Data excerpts
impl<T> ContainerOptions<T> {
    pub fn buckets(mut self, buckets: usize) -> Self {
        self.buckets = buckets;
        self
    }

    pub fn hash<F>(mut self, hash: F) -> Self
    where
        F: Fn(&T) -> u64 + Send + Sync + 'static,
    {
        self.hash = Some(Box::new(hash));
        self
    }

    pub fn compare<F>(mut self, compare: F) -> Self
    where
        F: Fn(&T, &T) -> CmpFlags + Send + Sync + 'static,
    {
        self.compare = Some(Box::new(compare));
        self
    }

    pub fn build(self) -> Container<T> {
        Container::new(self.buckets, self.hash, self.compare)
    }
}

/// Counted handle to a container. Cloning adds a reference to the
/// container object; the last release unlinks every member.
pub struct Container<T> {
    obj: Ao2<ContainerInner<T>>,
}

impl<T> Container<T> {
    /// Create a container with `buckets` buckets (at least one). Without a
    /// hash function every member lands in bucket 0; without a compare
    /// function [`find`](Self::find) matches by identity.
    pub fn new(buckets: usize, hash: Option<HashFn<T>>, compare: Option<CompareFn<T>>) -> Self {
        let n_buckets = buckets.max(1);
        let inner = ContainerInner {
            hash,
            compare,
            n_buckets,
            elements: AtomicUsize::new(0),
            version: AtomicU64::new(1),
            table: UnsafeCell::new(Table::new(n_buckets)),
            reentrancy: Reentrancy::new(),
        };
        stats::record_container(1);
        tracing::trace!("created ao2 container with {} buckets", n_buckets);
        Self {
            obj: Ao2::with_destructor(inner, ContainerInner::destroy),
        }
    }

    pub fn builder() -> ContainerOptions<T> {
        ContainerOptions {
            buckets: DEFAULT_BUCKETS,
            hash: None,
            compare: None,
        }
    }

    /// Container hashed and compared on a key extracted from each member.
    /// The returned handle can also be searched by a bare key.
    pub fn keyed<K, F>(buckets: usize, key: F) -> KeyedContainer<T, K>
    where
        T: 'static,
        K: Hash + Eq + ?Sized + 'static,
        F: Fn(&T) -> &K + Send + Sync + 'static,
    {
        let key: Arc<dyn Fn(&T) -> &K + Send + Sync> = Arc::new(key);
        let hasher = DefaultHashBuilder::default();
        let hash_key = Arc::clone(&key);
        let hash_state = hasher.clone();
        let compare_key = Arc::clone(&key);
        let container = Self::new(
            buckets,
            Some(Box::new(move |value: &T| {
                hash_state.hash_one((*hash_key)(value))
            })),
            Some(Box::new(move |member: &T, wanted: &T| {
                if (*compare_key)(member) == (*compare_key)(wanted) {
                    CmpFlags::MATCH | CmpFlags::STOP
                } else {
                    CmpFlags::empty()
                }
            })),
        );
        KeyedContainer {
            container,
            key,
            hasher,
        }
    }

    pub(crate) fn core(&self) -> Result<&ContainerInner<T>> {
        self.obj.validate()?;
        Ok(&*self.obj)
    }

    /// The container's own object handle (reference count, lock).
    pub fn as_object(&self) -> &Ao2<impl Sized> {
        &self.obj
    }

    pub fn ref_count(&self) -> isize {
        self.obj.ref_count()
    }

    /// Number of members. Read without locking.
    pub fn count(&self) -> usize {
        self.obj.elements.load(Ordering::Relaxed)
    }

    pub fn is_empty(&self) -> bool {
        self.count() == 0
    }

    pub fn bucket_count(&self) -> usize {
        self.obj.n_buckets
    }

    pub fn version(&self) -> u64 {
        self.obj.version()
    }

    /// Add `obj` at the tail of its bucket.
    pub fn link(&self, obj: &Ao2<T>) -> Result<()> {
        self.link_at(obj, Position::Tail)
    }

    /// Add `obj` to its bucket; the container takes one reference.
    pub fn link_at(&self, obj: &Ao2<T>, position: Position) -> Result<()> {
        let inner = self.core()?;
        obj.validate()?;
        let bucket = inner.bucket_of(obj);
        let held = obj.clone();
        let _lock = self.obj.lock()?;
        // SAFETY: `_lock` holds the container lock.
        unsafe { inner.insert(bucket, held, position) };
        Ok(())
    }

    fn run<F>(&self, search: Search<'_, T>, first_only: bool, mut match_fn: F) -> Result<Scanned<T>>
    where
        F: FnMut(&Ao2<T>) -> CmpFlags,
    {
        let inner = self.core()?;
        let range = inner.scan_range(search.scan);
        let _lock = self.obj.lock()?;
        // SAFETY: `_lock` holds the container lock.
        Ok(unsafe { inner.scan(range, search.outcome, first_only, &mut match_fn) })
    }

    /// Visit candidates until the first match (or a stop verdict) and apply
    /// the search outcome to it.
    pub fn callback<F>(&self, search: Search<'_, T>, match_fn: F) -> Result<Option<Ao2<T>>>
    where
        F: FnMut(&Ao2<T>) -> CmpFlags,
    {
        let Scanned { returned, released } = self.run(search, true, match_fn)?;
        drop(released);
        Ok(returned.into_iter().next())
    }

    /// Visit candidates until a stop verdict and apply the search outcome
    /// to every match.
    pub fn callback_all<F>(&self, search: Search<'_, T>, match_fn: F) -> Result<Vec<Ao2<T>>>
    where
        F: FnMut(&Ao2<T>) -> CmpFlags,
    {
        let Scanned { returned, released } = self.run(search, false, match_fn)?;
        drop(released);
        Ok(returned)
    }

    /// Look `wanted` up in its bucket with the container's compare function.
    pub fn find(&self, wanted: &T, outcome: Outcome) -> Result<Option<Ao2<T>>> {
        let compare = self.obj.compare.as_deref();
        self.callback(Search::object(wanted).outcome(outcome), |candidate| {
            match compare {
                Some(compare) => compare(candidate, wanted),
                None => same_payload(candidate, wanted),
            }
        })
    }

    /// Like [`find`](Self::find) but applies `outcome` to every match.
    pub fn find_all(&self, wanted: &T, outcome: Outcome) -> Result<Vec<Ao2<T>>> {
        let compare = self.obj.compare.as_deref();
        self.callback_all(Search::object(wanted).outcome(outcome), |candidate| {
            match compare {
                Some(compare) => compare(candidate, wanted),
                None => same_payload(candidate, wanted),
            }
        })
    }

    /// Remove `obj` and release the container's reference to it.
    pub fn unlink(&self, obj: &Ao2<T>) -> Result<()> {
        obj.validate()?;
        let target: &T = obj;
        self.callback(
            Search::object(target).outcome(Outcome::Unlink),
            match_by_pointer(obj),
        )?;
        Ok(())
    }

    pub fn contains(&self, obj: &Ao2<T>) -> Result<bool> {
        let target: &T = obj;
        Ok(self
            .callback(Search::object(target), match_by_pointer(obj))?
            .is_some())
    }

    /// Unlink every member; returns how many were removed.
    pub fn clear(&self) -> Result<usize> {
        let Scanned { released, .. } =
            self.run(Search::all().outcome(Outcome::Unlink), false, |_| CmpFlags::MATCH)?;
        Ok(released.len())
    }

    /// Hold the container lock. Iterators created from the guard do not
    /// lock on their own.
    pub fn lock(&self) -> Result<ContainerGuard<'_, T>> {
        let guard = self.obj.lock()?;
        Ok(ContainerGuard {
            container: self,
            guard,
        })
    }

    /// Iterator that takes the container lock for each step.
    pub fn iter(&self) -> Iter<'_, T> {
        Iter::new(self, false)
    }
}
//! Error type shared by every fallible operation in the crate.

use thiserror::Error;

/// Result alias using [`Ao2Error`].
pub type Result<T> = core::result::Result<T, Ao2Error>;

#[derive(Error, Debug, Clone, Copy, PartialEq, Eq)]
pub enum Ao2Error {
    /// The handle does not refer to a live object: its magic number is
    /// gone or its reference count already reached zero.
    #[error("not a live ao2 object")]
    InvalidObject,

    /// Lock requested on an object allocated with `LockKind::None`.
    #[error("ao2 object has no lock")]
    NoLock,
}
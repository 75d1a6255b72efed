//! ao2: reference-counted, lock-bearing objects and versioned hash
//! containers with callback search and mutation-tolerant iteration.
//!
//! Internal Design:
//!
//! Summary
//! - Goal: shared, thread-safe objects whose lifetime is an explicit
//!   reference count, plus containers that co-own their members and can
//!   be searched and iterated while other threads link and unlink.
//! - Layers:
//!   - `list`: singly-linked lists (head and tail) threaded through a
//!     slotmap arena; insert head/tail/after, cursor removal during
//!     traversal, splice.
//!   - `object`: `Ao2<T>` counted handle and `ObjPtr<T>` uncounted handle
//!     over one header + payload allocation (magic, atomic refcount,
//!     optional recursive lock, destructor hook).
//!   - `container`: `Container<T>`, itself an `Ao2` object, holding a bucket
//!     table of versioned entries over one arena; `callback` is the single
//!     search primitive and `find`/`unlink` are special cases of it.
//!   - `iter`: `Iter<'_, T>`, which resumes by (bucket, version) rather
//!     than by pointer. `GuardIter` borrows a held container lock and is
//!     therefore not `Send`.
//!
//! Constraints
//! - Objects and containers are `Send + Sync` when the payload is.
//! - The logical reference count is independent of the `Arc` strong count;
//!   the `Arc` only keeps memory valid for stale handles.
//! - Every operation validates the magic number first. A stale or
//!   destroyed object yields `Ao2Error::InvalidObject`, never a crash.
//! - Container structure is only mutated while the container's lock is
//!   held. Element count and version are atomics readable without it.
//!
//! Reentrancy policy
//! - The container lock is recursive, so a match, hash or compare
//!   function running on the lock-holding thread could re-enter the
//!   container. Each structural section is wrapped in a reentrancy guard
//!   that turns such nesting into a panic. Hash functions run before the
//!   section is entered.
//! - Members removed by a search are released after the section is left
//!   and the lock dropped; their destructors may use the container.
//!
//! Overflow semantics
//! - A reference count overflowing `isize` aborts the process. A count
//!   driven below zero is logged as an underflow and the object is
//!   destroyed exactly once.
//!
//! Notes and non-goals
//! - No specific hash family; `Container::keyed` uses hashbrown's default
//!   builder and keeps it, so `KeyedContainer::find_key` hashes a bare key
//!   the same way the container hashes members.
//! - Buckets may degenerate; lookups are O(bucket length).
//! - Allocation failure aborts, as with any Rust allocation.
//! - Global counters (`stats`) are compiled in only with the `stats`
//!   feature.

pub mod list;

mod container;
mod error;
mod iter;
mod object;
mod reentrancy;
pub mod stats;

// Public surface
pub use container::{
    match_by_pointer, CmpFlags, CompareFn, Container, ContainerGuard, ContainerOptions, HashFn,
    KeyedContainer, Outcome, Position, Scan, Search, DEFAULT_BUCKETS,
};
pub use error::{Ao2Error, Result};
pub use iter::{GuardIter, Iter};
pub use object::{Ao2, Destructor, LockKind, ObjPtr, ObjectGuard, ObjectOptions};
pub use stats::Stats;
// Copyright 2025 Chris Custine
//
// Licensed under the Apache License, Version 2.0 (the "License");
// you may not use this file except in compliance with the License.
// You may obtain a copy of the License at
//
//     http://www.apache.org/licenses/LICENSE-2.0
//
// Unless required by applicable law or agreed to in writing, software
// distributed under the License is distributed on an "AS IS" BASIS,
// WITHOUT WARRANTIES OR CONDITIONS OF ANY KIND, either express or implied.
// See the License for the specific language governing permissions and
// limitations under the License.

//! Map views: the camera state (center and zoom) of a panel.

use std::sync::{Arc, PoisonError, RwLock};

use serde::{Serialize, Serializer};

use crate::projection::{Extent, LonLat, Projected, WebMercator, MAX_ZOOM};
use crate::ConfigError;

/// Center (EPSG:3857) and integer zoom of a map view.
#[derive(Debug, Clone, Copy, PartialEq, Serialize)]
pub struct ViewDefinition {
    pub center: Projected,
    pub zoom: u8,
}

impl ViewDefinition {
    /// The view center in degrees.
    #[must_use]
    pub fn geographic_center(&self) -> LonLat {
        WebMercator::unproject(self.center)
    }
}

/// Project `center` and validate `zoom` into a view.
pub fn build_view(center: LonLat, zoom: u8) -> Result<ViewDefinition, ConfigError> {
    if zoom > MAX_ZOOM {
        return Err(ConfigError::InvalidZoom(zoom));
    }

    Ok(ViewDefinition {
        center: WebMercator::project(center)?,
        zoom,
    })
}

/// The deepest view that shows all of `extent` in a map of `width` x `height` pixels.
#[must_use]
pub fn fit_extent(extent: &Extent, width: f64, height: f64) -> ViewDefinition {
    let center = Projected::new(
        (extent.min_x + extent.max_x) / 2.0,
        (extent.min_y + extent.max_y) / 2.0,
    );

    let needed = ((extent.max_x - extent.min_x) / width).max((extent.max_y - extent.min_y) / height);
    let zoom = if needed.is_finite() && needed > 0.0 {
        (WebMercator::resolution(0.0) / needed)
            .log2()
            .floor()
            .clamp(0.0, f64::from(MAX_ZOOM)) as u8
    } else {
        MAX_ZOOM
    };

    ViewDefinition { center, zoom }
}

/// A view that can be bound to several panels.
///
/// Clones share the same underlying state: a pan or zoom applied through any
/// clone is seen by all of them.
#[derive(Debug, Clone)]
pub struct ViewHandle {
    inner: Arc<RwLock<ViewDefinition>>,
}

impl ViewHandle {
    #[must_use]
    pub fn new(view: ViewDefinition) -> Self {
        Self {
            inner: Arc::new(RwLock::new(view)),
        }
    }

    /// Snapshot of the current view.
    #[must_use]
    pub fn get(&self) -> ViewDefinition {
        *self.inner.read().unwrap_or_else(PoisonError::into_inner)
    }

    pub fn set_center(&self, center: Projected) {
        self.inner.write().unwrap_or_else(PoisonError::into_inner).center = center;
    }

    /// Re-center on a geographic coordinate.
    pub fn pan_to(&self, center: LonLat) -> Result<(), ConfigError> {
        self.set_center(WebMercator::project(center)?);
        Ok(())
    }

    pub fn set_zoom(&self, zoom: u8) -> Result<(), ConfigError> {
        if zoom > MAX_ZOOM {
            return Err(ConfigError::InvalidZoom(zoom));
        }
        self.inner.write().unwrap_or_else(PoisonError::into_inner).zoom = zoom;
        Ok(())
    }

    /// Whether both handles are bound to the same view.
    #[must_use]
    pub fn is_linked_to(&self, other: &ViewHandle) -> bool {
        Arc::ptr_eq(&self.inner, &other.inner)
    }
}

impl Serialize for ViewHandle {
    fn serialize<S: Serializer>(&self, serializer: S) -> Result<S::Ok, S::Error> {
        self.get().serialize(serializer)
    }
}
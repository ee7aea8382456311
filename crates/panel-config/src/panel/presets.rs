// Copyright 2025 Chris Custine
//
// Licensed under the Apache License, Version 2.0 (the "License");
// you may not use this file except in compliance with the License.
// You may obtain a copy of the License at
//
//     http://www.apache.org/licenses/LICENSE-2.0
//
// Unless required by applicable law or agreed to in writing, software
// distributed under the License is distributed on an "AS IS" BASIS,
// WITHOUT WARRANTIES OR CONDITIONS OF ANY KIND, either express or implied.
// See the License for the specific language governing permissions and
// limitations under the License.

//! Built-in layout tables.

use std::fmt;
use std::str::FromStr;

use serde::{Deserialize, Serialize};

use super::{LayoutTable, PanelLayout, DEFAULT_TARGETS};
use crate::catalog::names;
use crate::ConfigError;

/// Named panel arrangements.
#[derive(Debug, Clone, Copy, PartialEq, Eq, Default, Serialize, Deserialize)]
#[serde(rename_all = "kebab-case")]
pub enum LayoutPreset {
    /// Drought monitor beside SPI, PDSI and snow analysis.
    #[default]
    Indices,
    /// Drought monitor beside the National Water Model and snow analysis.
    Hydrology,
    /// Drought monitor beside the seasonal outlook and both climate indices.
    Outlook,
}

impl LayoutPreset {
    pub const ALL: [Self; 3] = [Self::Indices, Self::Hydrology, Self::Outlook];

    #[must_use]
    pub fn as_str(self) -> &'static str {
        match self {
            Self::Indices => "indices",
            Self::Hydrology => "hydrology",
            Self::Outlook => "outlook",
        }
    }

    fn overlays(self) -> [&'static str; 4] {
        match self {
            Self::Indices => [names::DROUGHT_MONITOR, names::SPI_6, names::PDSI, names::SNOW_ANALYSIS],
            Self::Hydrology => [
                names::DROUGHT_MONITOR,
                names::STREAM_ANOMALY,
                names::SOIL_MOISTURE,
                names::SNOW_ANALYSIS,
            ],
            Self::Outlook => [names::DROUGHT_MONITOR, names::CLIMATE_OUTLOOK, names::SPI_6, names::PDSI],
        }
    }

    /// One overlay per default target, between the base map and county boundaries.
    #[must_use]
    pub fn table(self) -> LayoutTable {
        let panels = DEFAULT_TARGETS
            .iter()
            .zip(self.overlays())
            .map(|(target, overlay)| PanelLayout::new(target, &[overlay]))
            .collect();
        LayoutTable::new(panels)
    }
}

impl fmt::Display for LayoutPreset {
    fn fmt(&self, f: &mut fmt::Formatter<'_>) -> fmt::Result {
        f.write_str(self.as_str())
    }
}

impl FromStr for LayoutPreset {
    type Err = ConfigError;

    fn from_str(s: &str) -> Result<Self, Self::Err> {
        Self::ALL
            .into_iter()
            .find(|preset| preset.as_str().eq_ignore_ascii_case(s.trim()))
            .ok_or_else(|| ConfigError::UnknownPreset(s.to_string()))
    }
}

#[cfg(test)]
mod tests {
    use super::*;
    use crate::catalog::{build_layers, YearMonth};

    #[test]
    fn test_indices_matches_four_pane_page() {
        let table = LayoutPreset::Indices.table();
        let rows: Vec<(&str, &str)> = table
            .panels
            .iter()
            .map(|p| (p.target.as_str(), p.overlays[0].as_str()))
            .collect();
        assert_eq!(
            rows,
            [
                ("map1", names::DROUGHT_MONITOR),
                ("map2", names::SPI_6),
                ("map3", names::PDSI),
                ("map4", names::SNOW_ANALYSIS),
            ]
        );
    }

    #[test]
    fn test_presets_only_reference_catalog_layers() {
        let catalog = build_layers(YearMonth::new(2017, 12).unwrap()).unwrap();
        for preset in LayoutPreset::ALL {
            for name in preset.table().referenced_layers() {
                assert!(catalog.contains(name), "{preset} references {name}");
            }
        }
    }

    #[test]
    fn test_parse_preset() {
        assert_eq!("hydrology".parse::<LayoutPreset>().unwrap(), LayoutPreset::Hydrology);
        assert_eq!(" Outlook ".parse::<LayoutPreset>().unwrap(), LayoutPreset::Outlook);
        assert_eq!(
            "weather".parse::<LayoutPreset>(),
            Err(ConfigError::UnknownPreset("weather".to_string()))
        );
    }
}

## PROBLEM TO SOLVE
Working through the records above, copy each line in which "PDSI" is found.

## TASK RESPONSE
    /// Drought monitor beside SPI, PDSI and snow analysis.
            Self::Indices => [names::DROUGHT_MONITOR, names::SPI_6, names::PDSI, names::SNOW_ANALYSIS],
            Self::Outlook => [names::DROUGHT_MONITOR, names::CLIMATE_OUTLOOK, names::SPI_6, names::PDSI],
                ("map3", names::PDSI),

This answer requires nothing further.